Wherever the string "EdgeState" shows up in the records below, return that line.

### [Stored data entries]
§

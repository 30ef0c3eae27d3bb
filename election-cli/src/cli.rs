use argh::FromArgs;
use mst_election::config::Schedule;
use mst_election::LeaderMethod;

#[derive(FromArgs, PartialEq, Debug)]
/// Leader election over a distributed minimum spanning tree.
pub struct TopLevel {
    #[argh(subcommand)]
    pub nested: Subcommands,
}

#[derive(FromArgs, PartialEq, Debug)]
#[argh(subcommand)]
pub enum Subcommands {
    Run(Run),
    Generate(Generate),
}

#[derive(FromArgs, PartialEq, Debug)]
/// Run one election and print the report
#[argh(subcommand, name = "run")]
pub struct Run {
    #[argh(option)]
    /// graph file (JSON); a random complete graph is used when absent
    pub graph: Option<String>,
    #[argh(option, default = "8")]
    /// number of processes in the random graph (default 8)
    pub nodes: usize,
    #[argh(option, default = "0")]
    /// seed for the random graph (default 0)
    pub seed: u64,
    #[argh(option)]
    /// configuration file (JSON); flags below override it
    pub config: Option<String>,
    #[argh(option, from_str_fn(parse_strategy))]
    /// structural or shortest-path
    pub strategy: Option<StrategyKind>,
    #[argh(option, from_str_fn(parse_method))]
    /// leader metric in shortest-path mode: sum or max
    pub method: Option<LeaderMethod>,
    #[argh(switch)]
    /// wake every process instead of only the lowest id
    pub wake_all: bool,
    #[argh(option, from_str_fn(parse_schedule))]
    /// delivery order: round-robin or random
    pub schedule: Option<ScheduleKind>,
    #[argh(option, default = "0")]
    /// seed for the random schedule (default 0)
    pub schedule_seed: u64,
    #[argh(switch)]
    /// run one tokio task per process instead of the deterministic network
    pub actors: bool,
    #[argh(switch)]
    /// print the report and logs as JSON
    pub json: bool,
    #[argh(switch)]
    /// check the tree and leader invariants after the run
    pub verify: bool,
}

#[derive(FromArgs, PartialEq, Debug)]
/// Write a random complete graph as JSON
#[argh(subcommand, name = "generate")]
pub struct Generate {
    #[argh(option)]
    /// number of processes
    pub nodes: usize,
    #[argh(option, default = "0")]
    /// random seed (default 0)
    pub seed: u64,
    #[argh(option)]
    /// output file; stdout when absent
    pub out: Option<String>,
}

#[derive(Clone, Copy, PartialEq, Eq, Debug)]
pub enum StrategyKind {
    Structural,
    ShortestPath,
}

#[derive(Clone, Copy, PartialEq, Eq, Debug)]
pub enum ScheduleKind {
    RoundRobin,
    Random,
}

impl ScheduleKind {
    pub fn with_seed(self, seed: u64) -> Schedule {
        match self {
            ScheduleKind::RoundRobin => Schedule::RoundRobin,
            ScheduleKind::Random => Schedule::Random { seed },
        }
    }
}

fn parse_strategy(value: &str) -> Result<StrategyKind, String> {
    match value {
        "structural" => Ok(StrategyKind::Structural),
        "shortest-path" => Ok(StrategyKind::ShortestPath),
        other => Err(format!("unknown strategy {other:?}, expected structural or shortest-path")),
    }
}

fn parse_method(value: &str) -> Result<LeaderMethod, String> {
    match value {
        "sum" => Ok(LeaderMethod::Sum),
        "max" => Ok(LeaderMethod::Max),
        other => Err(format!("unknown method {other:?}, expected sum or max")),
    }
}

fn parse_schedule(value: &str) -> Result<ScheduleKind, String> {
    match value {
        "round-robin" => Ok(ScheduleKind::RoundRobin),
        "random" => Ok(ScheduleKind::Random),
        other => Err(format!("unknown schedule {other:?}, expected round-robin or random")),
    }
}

§

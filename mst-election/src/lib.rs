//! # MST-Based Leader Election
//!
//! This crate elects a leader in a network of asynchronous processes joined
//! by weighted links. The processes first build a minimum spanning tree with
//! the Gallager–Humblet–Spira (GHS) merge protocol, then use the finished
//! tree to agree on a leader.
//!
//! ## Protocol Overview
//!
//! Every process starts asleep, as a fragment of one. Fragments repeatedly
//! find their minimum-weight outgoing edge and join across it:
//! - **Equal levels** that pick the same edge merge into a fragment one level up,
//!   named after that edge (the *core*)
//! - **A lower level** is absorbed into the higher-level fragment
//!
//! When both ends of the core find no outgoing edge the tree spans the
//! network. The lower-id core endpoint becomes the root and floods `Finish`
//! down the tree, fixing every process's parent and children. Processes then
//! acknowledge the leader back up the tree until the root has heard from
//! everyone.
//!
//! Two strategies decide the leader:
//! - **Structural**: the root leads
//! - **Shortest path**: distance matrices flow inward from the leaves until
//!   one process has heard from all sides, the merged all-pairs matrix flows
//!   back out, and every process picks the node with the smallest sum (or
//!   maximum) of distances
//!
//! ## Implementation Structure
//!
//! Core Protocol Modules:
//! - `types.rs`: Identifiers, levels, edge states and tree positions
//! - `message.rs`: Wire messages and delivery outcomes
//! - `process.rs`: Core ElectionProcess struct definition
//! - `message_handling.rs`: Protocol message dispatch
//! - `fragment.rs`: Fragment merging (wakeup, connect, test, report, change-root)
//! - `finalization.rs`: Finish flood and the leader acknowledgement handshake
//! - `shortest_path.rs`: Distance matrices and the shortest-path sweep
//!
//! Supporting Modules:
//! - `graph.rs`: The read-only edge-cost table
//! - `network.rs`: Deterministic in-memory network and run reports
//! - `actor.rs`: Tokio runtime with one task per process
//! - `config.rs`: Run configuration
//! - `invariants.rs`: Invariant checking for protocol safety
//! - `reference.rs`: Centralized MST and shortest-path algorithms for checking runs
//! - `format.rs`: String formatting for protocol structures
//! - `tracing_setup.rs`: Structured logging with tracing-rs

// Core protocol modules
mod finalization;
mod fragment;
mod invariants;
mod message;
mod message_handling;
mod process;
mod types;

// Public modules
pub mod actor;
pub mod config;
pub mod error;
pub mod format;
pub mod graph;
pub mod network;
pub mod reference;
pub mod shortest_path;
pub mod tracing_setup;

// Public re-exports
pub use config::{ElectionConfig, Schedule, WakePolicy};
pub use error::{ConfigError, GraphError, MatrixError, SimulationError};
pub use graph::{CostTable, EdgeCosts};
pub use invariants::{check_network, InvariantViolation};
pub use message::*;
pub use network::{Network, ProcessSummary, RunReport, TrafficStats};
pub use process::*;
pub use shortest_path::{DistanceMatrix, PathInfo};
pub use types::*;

§

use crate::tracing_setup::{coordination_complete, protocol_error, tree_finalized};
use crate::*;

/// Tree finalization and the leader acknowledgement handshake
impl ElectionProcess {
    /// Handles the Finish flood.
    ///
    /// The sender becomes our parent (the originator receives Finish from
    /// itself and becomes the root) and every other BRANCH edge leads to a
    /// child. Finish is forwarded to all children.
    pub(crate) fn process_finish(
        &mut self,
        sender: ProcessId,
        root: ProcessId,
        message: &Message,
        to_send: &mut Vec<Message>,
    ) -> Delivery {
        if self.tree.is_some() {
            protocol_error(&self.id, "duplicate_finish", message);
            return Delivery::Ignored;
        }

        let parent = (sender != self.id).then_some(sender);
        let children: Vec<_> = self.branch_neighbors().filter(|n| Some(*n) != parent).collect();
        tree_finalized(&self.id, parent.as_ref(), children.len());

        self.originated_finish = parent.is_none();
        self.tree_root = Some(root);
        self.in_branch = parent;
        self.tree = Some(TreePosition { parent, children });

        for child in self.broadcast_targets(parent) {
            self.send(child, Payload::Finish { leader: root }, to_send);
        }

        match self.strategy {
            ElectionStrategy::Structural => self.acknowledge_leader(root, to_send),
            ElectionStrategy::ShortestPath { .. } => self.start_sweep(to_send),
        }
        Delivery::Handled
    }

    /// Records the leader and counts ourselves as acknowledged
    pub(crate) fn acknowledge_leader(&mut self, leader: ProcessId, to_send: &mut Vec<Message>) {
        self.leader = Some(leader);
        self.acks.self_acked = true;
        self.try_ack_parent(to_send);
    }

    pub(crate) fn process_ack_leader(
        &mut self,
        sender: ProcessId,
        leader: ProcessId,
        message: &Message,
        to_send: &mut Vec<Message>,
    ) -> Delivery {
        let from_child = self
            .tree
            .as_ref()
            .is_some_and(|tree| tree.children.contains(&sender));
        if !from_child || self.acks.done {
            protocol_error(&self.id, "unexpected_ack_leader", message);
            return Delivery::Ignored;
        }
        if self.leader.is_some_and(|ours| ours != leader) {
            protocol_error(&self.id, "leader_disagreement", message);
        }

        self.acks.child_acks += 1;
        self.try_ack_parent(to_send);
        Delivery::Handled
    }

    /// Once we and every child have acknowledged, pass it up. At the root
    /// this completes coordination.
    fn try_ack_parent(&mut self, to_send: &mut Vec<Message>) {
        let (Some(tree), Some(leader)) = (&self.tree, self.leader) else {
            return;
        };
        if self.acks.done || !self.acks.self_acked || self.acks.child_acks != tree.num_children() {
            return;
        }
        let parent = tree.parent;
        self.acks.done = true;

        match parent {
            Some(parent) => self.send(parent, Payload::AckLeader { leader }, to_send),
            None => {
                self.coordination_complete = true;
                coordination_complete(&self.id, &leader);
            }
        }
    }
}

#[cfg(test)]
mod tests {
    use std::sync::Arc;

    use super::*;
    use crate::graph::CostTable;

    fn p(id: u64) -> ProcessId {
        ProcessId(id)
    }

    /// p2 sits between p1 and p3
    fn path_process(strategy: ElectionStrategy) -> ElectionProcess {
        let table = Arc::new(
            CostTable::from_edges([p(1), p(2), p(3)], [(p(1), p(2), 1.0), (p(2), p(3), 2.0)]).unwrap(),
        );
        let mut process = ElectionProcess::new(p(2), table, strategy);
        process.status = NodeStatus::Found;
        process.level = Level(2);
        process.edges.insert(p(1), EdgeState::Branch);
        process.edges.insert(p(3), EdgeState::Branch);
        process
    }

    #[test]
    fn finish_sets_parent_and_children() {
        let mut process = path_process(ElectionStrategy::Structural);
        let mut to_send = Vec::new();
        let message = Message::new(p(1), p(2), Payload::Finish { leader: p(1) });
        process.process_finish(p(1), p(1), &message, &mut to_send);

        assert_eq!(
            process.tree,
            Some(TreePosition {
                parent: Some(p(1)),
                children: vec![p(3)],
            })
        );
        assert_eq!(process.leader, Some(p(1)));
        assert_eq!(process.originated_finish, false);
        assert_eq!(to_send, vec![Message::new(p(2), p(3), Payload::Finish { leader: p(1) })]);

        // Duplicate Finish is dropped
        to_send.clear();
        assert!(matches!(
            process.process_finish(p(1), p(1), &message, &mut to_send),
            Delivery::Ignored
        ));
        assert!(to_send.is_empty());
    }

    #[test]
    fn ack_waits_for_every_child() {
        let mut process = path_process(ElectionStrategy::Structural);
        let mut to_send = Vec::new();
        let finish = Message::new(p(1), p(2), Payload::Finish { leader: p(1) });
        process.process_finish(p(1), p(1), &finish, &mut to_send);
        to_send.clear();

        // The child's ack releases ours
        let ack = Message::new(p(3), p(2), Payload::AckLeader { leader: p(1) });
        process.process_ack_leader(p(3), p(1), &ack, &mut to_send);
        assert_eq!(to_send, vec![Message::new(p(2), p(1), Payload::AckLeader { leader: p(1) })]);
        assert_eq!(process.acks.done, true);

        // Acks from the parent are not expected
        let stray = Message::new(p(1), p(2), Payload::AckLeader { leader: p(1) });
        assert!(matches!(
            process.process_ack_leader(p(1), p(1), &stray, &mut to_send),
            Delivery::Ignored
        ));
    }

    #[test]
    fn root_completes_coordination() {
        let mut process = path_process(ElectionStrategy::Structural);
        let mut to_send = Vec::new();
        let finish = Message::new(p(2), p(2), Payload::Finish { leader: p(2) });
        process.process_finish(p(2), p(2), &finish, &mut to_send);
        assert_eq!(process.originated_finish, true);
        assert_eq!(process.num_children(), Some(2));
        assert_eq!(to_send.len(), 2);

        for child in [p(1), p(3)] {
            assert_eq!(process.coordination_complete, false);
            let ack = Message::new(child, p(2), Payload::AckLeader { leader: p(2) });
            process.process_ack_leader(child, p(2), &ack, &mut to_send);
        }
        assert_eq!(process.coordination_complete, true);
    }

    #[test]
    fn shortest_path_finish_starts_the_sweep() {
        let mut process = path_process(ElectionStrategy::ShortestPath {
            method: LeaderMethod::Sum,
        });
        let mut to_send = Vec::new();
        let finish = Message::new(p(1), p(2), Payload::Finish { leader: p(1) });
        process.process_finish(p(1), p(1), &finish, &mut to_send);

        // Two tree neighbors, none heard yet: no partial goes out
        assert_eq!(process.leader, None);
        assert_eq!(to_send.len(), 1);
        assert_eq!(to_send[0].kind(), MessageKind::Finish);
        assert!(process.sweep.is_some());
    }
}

§

### [Answer section]
        process.edges.insert(p(1), EdgeState::Branch);
        process.edges.insert(p(3), EdgeState::Branch);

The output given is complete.